27 January, 2010

11The Holocaust or Human Rights

Schuman’s report on the Holocaust may not have been the only one to be brought to the attention of the Allies in August 1942. At least one other independent testimony of the systematic extermination of Jews arrived at that time. Professor Howard M Sachar wrote:

The first reliable information of the '”Final Solution” evidently reached the West in August 1942, when the American Jewish leader, Stephen Wise, learned of it from Gerhard Reigner, the representative of the World Jewish Congress in Geneva.’

Schuman’s postwar efforts were centred on creating a system that would act as a conscience for the world, instead of destructive Nazism or selfish nationalism. Conscience provides the means for people to live in harmony together.

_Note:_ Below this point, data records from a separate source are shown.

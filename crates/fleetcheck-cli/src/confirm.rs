//! Terminal confirmation surface. All prompts funnel through one dedicated
//! stdin thread, so concurrent workers asking for operator attention never
//! interleave reads on the same descriptor; workers block on a oneshot
//! reply with their own timeout.

use std::{
    io::BufRead,
    sync::mpsc,
    time::Duration,
};

use async_trait::async_trait;
use tokio::sync::oneshot;

use fleetcheck_core::auth::ConfirmationSurface;

struct Prompt {
    device: String,
    timeout: Duration,
    reply: oneshot::Sender<()>,
}

pub struct TerminalConfirmation {
    tx: mpsc::Sender<Prompt>,
}

impl TerminalConfirmation {
    pub fn new() -> Self {
        let (tx, rx) = mpsc::channel::<Prompt>();
        std::thread::spawn(move || prompt_loop(rx));
        TerminalConfirmation { tx }
    }
}

impl Default for TerminalConfirmation {
    fn default() -> Self {
        TerminalConfirmation::new()
    }
}

fn prompt_text(device: &str, timeout: Duration) -> String {
    format!(
        "==> Device {device} needs authentication: sign in inside the emulator window, \
         then press Enter ({}s before this worker gives up).",
        timeout.as_secs()
    )
}

fn prompt_loop(rx: mpsc::Receiver<Prompt>) {
    let stdin = std::io::stdin();
    while let Ok(prompt) = rx.recv() {
        println!();
        println!("{}", prompt_text(&prompt.device, prompt.timeout));
        let mut line = String::new();
        if stdin.lock().read_line(&mut line).is_err() {
            return;
        }
        // The worker may have timed out and dropped its receiver; that is
        // its problem, not ours.
        let _ = prompt.reply.send(());
    }
}

#[async_trait]
impl ConfirmationSurface for TerminalConfirmation {
    async fn confirm(&self, device: &str, timeout: Duration) -> bool {
        let (reply_tx, reply_rx) = oneshot::channel();
        let prompt = Prompt {
            device: device.to_string(),
            timeout,
            reply: reply_tx,
        };
        if self.tx.send(prompt).is_err() {
            return false;
        }
        matches!(tokio::time::timeout(timeout, reply_rx).await, Ok(Ok(())))
    }
}

#[cfg(test)]
mod tests {
    use super::*;

    #[test]
    fn prompt_names_device_and_countdown() {
        let text = prompt_text("AVD_1", Duration::from_secs(600));
        assert!(text.contains("AVD_1"));
        assert!(text.contains("600s"));
    }
}
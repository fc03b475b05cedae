//! Thin boundary over the `adb` device-bridge tool. Every call is an
//! external process invocation with captured stdout/stderr; a non-zero exit
//! code is the sole failure signal consulted.

use std::{io, path::PathBuf, process::Output};

use tokio::process::Command;

#[derive(Debug)]
pub enum AdbFailure {
    NotFound,
    Io(String),
    Exit {
        status: i32,
        stdout: String,
        stderr: String,
    },
}

pub fn adb_path() -> PathBuf {
    if let Some(path) = fleetcheck_util::read_env_trimmed("FLEETCHECK_ADB_PATH")
        .or_else(|| fleetcheck_util::read_env_trimmed("ADB_PATH"))
    {
        return fleetcheck_util::expand_user(&path);
    }
    if let Some(sdk_root) = fleetcheck_util::read_env_trimmed("ANDROID_SDK_ROOT")
        .or_else(|| fleetcheck_util::read_env_trimmed("ANDROID_HOME"))
    {
        let candidate = fleetcheck_util::expand_user(&sdk_root)
            .join("platform-tools")
            .join("adb");
        if candidate.exists() {
            return candidate;
        }
    }
    PathBuf::from("adb")
}

/// Serial under which the emulator on `port` registers with the bridge.
pub fn emulator_serial(port: u16) -> String {
    format!("emulator-{port}")
}

pub async fn adb_output(args: &[&str]) -> Result<Output, AdbFailure> {
    let mut cmd = Command::new(adb_path());
    cmd.args(args)
        .stdout(std::process::Stdio::piped())
        .stderr(std::process::Stdio::piped());
    let output = cmd.output().await.map_err(|e| {
        if e.kind() == io::ErrorKind::NotFound {
            AdbFailure::NotFound
        } else {
            AdbFailure::Io(e.to_string())
        }
    })?;

    if output.status.success() {
        Ok(output)
    } else {
        Err(AdbFailure::Exit {
            status: output.status.code().unwrap_or(-1),
            stdout: String::from_utf8_lossy(&output.stdout).to_string(),
            stderr: String::from_utf8_lossy(&output.stderr).to_string(),
        })
    }
}

pub fn format_tool_output(stdout: &str, stderr: &str) -> String {
    let stdout = stdout.trim();
    let stderr = stderr.trim();
    let mut out = String::new();

    if !stdout.is_empty() {
        out.push_str("stdout:\n");
        out.push_str(stdout);
        out.push('\n');
    }
    if !stderr.is_empty() {
        out.push_str("stderr:\n");
        out.push_str(stderr);
        out.push('\n');
    }

    out
}

pub fn adb_failure_message(err: &AdbFailure) -> String {
    match err {
        AdbFailure::NotFound => {
            "adb not found (set FLEETCHECK_ADB_PATH or ANDROID_SDK_ROOT)".into()
        }
        AdbFailure::Io(msg) => msg.clone(),
        AdbFailure::Exit {
            status,
            stdout,
            stderr,
        } => {
            let detail = format_tool_output(stdout, stderr);
            if detail.trim().is_empty() {
                format!("adb command failed with exit {status}")
            } else {
                format!("adb command failed with exit {status}: {}", detail.trim())
            }
        }
    }
}

pub async fn adb_get_prop(serial: &str, prop: &str) -> Result<String, AdbFailure> {
    let args = ["-s", serial, "shell", "getprop", prop];
    let output = adb_output(&args).await?;
    Ok(String::from_utf8_lossy(&output.stdout).trim().to_string())
}

/// Boot-completion probe: true once the device reports
/// `sys.boot_completed = 1`. Any bridge failure reads as "not ready yet".
pub async fn boot_completed(serial: &str) -> bool {
    matches!(adb_get_prop(serial, "sys.boot_completed").await.as_deref(), Ok("1"))
}

/// Parses `adb devices -l` output into `(serial, state)` pairs.
pub fn parse_device_list(output: &str) -> Vec<(String, String)> {
    let mut devices = Vec::new();
    for line in output.lines() {
        let line = line.trim();
        if line.is_empty() || line.starts_with("List of devices attached") {
            continue;
        }
        let mut parts = line.split_whitespace();
        let serial = match parts.next() {
            Some(s) => s,
            None => continue,
        };
        let state = match parts.next() {
            Some(s) => s,
            None => continue,
        };
        devices.push((serial.to_string(), state.to_string()));
    }
    devices
}

/// Whether the bridge lists `serial` in the `device` (fully online) state.
pub async fn device_listed(serial: &str) -> Result<bool, AdbFailure> {
    let output = adb_output(&["devices", "-l"]).await?;
    let stdout = String::from_utf8_lossy(&output.stdout);
    Ok(parse_device_list(&stdout)
        .iter()
        .any(|(listed, state)| listed == serial && state == "device"))
}

/// Runs an emulator console command (`adb -s <serial> emu ...`).
pub async fn adb_emu(serial: &str, emu_args: &[&str]) -> Result<Output, AdbFailure> {
    let mut args = vec!["-s", serial, "emu"];
    args.extend_from_slice(emu_args);
    adb_output(&args).await
}
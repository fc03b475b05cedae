/// Default first emulator console/adb port; the emulator claims it and the
/// following odd port per instance, hence the stride of two.
pub const DEFAULT_BASE_PORT: u16 = 5554;
/// Default first automation-server port, strided identically.
pub const DEFAULT_AUTOMATION_BASE_PORT: u16 = 4723;

#[derive(Debug, Clone, Copy, PartialEq, Eq)]
pub struct PortAssignment {
    pub device_port: u16,
    pub automation_port: u16,
}

/// Deterministic worker-index to port-pair mapping. Distinct indices always
/// receive disjoint pairs, so concurrently running workers never contend for
/// a port.
pub fn assign_ports(
    worker_index: u16,
    base_port: u16,
    automation_base_port: u16,
) -> PortAssignment {
    PortAssignment {
        device_port: base_port + 2 * worker_index,
        automation_port: automation_base_port + 2 * worker_index,
    }
}
#[cfg(test)]
mod tests {
    use super::*;
    use std::{
        collections::HashMap,
        fs,
        sync::Mutex,
    };

    struct MapDriver {
        verdicts: HashMap<String, SubjectStatus>,
        calls: Mutex<Vec<String>>,
    }

    impl MapDriver {
        fn new(verdicts: &[(&str, SubjectStatus)]) -> Self {
            MapDriver {
                verdicts: verdicts
                    .iter()
                    .map(|(k, v)| (k.to_string(), *v))
                    .collect(),
                calls: Mutex::new(Vec::new()),
            }
        }
    }

    #[async_trait]
    impl AutomationDriver for MapDriver {
        async fn is_app_active(&self) -> Result<bool, DriverError> {
            Ok(true)
        }
        async fn bring_app_to_foreground(&self) -> Result<(), DriverError> {
            Ok(())
        }
        async fn detect_onboarding_prompt(&self, _t: Duration) -> Result<bool, DriverError> {
            Ok(false)
        }
        async fn dismiss_onboarding_prompt(&self) -> Result<(), DriverError> {
            Ok(())
        }
        async fn is_signed_in(&self) -> Result<bool, DriverError> {
            Ok(true)
        }
        async fn check_subject(&self, subject: &str) -> Result<SubjectStatus, DriverError> {
            self.calls.lock().unwrap().push(subject.to_string());
            Ok(self
                .verdicts
                .get(subject)
                .copied()
                .unwrap_or(SubjectStatus::Indeterminate))
        }
        async fn press_back(&self) -> Result<(), DriverError> {
            Ok(())
        }
        async fn quit(&self) -> Result<(), DriverError> {
            Ok(())
        }
    }

    struct FailingDriver {
        error: fn() -> DriverError,
    }

    #[async_trait]
    impl AutomationDriver for FailingDriver {
        async fn is_app_active(&self) -> Result<bool, DriverError> {
            Ok(true)
        }
        async fn bring_app_to_foreground(&self) -> Result<(), DriverError> {
            Ok(())
        }
        async fn detect_onboarding_prompt(&self, _t: Duration) -> Result<bool, DriverError> {
            Ok(false)
        }
        async fn dismiss_onboarding_prompt(&self) -> Result<(), DriverError> {
            Ok(())
        }
        async fn is_signed_in(&self) -> Result<bool, DriverError> {
            Ok(true)
        }
        async fn check_subject(&self, _s: &str) -> Result<SubjectStatus, DriverError> {
            Err((self.error)())
        }
        async fn press_back(&self) -> Result<(), DriverError> {
            Ok(())
        }
        async fn quit(&self) -> Result<(), DriverError> {
            Ok(())
        }
    }

    struct NoFactory;

    #[async_trait]
    impl DriverFactory for NoFactory {
        async fn create(
            &self,
            _serial: &str,
            _url: &str,
        ) -> Result<Box<dyn AutomationDriver>, DriverError> {
            Err(DriverError::Command("no automation in this test".into()))
        }
    }

    struct AlwaysConfirm;

    #[async_trait]
    impl ConfirmationSurface for AlwaysConfirm {
        async fn confirm(&self, _device: &str, _timeout: Duration) -> bool {
            true
        }
    }

    fn queue_with(dir: &tempfile::TempDir, rows: &[&str]) -> WorkQueue {
        let input = dir.path().join("input.csv");
        let mut body = String::from("name,phone\n");
        for (i, row) in rows.iter().enumerate() {
            body.push_str(&format!("p{i},{row}\n"));
        }
        fs::write(&input, body).unwrap();
        WorkQueue::load(&input, &dir.path().join("output.csv"), "phone").unwrap()
    }

    #[tokio::test]
    async fn records_registered_subjects_only() {
        let dir = tempfile::tempdir().unwrap();
        let queue = queue_with(&dir, &["+79161230001", "+79161230002"]);
        let driver = MapDriver::new(&[
            ("+79161230001", SubjectStatus::Registered),
            ("+79161230002", SubjectStatus::NotRegistered),
        ]);
        let shutdown = ShutdownFlag::new();

        let checked = run_check_loop(&queue, &driver, &shutdown, "AVD_1")
            .await
            .unwrap();
        assert_eq!(checked, 2);
        assert_eq!(queue.recorded_count(), 1);
        assert_eq!(queue.pending_count(), 0);

        let out = fs::read_to_string(dir.path().join("output.csv")).unwrap();
        assert!(out.contains("+79161230001"));
        assert!(!out.lines().any(|l| l.contains("+79161230002")));
    }

    #[tokio::test]
    async fn indeterminate_subjects_are_left_for_retry() {
        let dir = tempfile::tempdir().unwrap();
        let queue = queue_with(&dir, &["+79161230001"]);
        let driver = MapDriver::new(&[]);
        let shutdown = ShutdownFlag::new();

        let checked = run_check_loop(&queue, &driver, &shutdown, "AVD_1")
            .await
            .unwrap();
        assert_eq!(checked, 0);
        assert_eq!(queue.recorded_count(), 0);
    }

    #[tokio::test]
    async fn triggered_shutdown_stops_before_any_pull() {
        let dir = tempfile::tempdir().unwrap();
        let queue = queue_with(&dir, &["+79161230001", "+79161230002"]);
        let driver = MapDriver::new(&[]);
        let shutdown = ShutdownFlag::new();
        shutdown.trigger();

        let checked = run_check_loop(&queue, &driver, &shutdown, "AVD_1")
            .await
            .unwrap();
        assert_eq!(checked, 0);
        assert_eq!(queue.pending_count(), 2);
        assert!(driver.calls.lock().unwrap().is_empty());
    }

    #[tokio::test]
    async fn lost_session_aborts_the_worker() {
        let dir = tempfile::tempdir().unwrap();
        let queue = queue_with(&dir, &["+79161230001"]);
        let driver = FailingDriver {
            error: || DriverError::SessionLost("socket closed".into()),
        };
        let shutdown = ShutdownFlag::new();

        let err = run_check_loop(&queue, &driver, &shutdown, "AVD_1")
            .await
            .err()
            .unwrap();
        assert!(matches!(err, WorkerError::Driver { .. }));
    }

    #[cfg(unix)]
    #[tokio::test]
    async fn failed_provisioning_destroys_device_and_clears_record() {
        use std::os::unix::fs::PermissionsExt;

        let dir = tempfile::tempdir().unwrap();
        let bin = dir.path().join("bin");
        fs::create_dir_all(&bin).unwrap();
        // emulator knows no AVDs; avdmanager always fails, so provisioning
        // takes the create path and dies there.
        let emulator = bin.join("emulator");
        fs::write(&emulator, "#!/bin/sh\nexit 0\n").unwrap();
        fs::set_permissions(&emulator, fs::Permissions::from_mode(0o755)).unwrap();
        let avdmanager = bin.join("avdmanager");
        fs::write(
            &avdmanager,
            "#!/bin/sh\necho 'package path is not valid' >&2\nexit 1\n",
        )
        .unwrap();
        fs::set_permissions(&avdmanager, fs::Permissions::from_mode(0o755)).unwrap();
        std::env::set_var("FLEETCHECK_EMULATOR_PATH", &emulator);
        std::env::set_var("FLEETCHECK_AVDMANAGER_PATH", &avdmanager);

        let queue = Arc::new(queue_with(&dir, &["+79161230001"]));
        let store = Arc::new(DeviceStateStore::new(dir.path().join("devices.json")));
        store.mark_booted("AVD_9");

        let config = FleetConfig {
            devices: vec!["AVD_9".into()],
            system_image: "system-images;android-30;google_apis;x86_64".into(),
            ram_mb: 2048,
            disk_size: "4G".into(),
            base_port: 5554,
            automation_base_port: 4723,
            ready_timeout: Duration::from_secs(1),
            auth_timeout: Duration::from_secs(1),
            onboard_timeout: Duration::from_secs(1),
            session: SessionConfig {
                server_command: "appium".into(),
                startup_timeout: Duration::from_secs(1),
            },
        };
        let deps = FleetDeps {
            queue,
            store: Arc::clone(&store),
            avd: Arc::new(AvdManager::with_avd_home(dir.path())),
            factory: Arc::new(NoFactory),
            surface: Arc::new(AlwaysConfirm),
            shutdown: ShutdownFlag::new(),
        };

        let err = run_worker("AVD_9", 0, &config, &deps).await.err().unwrap();
        assert!(matches!(err, WorkerError::Provisioning { .. }));
        // Registry entry and booted record are gone, so the next run starts
        // from a fresh create.
        assert!(!store.was_booted("AVD_9"));

        std::env::remove_var("FLEETCHECK_EMULATOR_PATH");
        std::env::remove_var("FLEETCHECK_AVDMANAGER_PATH");
    }

    #[tokio::test]
    async fn repeated_command_failures_are_bounded() {
        let dir = tempfile::tempdir().unwrap();
        let rows: Vec<String> = (0..10).map(|i| format!("+791612300{i:02}")).collect();
        let refs: Vec<&str> = rows.iter().map(String::as_str).collect();
        let queue = queue_with(&dir, &refs);
        let driver = FailingDriver {
            error: || DriverError::Command("element not found".into()),
        };
        let shutdown = ShutdownFlag::new();

        let err = run_check_loop(&queue, &driver, &shutdown, "AVD_1")
            .await
            .err()
            .unwrap();
        assert!(matches!(err, WorkerError::Driver { .. }));
        // Exactly the tolerated number of pulls happened before giving up.
        assert_eq!(
            queue.pending_count(),
            10 - MAX_CONSECUTIVE_DRIVER_ERRORS as usize
        );
    }
}
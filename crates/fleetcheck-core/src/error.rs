use std::fmt;

/// Failures that abort a single worker. None of these propagate to sibling
/// workers; the worker's top level logs them with the device identity and
/// resolves them into teardown.
#[derive(Debug)]
pub enum WorkerError {
    /// Device create/configure failed; the registry entry is cleaned up and
    /// the store record cleared so the next attempt starts fresh.
    Provisioning { device: String, detail: String },
    /// Device never reported boot completion within the configured window.
    BootTimeout { device: String, waited_secs: u64 },
    /// The automation server did not answer its liveness probe.
    SessionUnavailable { port: u16, detail: String },
    /// The device bridge does not list the expected device serial.
    DeviceUnreachable { serial: String },
    /// The operator did not confirm authentication in time, or confirmation
    /// never survived re-validation. The store record stays at booted.
    AuthenticationTimeout { device: String, detail: String },
    /// The automation-driver collaborator failed beyond recovery.
    Driver { device: String, detail: String },
}

impl fmt::Display for WorkerError {
    fn fmt(&self, f: &mut fmt::Formatter<'_>) -> fmt::Result {
        match self {
            WorkerError::Provisioning { device, detail } => {
                write!(f, "provisioning failed for {device}: {detail}")
            }
            WorkerError::BootTimeout {
                device,
                waited_secs,
            } => {
                write!(f, "{device} did not become ready within {waited_secs}s")
            }
            WorkerError::SessionUnavailable { port, detail } => {
                write!(f, "automation server on port {port} unavailable: {detail}")
            }
            WorkerError::DeviceUnreachable { serial } => {
                write!(f, "device {serial} not listed by the device bridge")
            }
            WorkerError::AuthenticationTimeout { device, detail } => {
                write!(f, "authentication for {device} not completed: {detail}")
            }
            WorkerError::Driver { device, detail } => {
                write!(f, "automation driver failed on {device}: {detail}")
            }
        }
    }
}

impl std::error::Error for WorkerError {}

impl WorkerError {
    /// Short stage label used in logs and telemetry.
    pub fn stage(&self) -> &'static str {
        match self {
            WorkerError::Provisioning { .. } => "provisioning",
            WorkerError::BootTimeout { .. } => "boot",
            WorkerError::SessionUnavailable { .. } => "session",
            WorkerError::DeviceUnreachable { .. } => "device-bridge",
            WorkerError::AuthenticationTimeout { .. } => "authentication",
            WorkerError::Driver { .. } => "driver",
        }
    }
}
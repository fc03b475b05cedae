use std::future::Future;
use std::time::Duration;

use tokio::time::Instant;
use tracing::info;

/// How many probe attempts pass between elapsed-time log lines.
const LOG_EVERY_ATTEMPTS: u32 = 10;

/// Polls `probe` at `interval` until it reports true or `deadline` of
/// wall-clock time has elapsed. Shared by boot-readiness, automation-server
/// liveness, and onboarding waits; sleeps between attempts rather than
/// spinning, and logs elapsed time periodically.
pub async fn poll_until<F, Fut>(
    label: &str,
    interval: Duration,
    deadline: Duration,
    mut probe: F,
) -> bool
where
    F: FnMut() -> Fut,
    Fut: Future<Output = bool>,
{
    let started = Instant::now();
    let mut attempts: u32 = 0;
    loop {
        if probe().await {
            return true;
        }
        if started.elapsed() >= deadline {
            info!(
                "{label}: gave up after {}s",
                started.elapsed().as_secs()
            );
            return false;
        }
        attempts += 1;
        if attempts % LOG_EVERY_ATTEMPTS == 0 {
            info!(
                "{label}: still waiting, {}s elapsed",
                started.elapsed().as_secs()
            );
        }
        tokio::time::sleep(interval).await;
    }
}

#[cfg(test)]
mod tests {
    use super::*;
    use std::sync::atomic::{AtomicU32, Ordering};
    use std::sync::Arc;

    #[tokio::test(start_paused = true)]
    async fn returns_true_once_probe_succeeds() {
        let calls = Arc::new(AtomicU32::new(0));
        let probe_calls = Arc::clone(&calls);
        let ok = poll_until(
            "test-probe",
            Duration::from_secs(1),
            Duration::from_secs(30),
            move || {
                let calls = Arc::clone(&probe_calls);
                async move { calls.fetch_add(1, Ordering::SeqCst) >= 2 }
            },
        )
        .await;
        assert!(ok);
        assert_eq!(calls.load(Ordering::SeqCst), 3);
    }

    #[tokio::test(start_paused = true)]
    async fn returns_false_after_deadline() {
        let ok = poll_until(
            "never-ready",
            Duration::from_secs(1),
            Duration::from_secs(5),
            || async { false },
        )
        .await;
        assert!(!ok);
    }

    #[tokio::test(start_paused = true)]
    async fn first_success_needs_no_sleep() {
        let ok = poll_until(
            "instant",
            Duration::from_secs(1),
            Duration::ZERO,
            || async { true },
        )
        .await;
        assert!(ok);
    }
}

Without moral progress, technical progress and industrialization had led to industrialized mass murder. One of the most educated and cultured societies in Europe had descended into unconscionable barbarity. The major corporations employed slave labour and even ran death camps. White collared accountants calculated the minimum rations for a slave to work and die of starvation within nine months. A Judeo-Christian society had given itself over to exterminating Jews.

To create a governmental system to act as the conscience of Europe and make positive and irreversible progress in the moral field was an even greater challenge than technical progress.

National governments resisted any agreement that would affect their sovereignty. High officials in the French Foreign Ministry, the guardian of French ‘national interest’ but more accurately often only that of the coal and steel barons and finance, had deliberately sabotaged his efforts at European reconciliation.

If that was true in France, in Germany the coal and steel and other cartels had encouraged the rise of Hitler to defend their interest. Schuman warned that the next time this happened, it would mean world suicide.

The Council of Europe was Schuman's first step. As Prime Minister and Foreign Minster, he made the establishment of this institution a priority. It was founded as a means to render impossible in the future any slide to godless, unconscionable Hitlerism or dictatorship. It made human rights and fundamental freedoms a litmus test for membership of the new entity called Europe.

Presenting the Human Rights Convention to the Assembly in 1949, Schuman’s colleague, French lawyer, Pierre-Henri Teitgen, said:

An honest man does not become a gangster in 24 hours. Infection takes time. In thought and in conscience, he has to let himself be drawn into temptation. He gets used to the fault before he commits it. He descends the stairwell step by step. One day, he finds evil has beaten him and he has lost all scruples. Democracies do not become Nazi countries overnight. Evil progresses in an underhand way, with a minority operating to seize what amounts to the levers of power. One by one, freedoms are suppressed, in one sphere then another. Public opinion is smothered, the worldwide conscience is dulled and the national conscience asphyxiated. And then, when everything fits in place, the Führer is installed and this evolution continues right on to the deadly gas ovens of the crematorium.

‘Intervention is needed before it becomes too late. A conscience must exist somewhere which will sound the alarm to the minds of a nation threatened by this spreading gangrene, to warn them of the peril and to show them that they are committing themselves to a crooked road leading far, sometimes even to Buchenwald or to Dachau. An international jurisdiction within the Council of Europe, a system of surveillance and guarantee, could be this conscience, of which other countries also maybe have special need.


The innovation of the High Authority of the European Coal and Steel Community or the European Commission of the later two Communities of the Rome Treaties was made to create an impartial and independent voice for European democracies. That is why it must be independent, not tied to any interest, whether national, political, commercial or otherwise.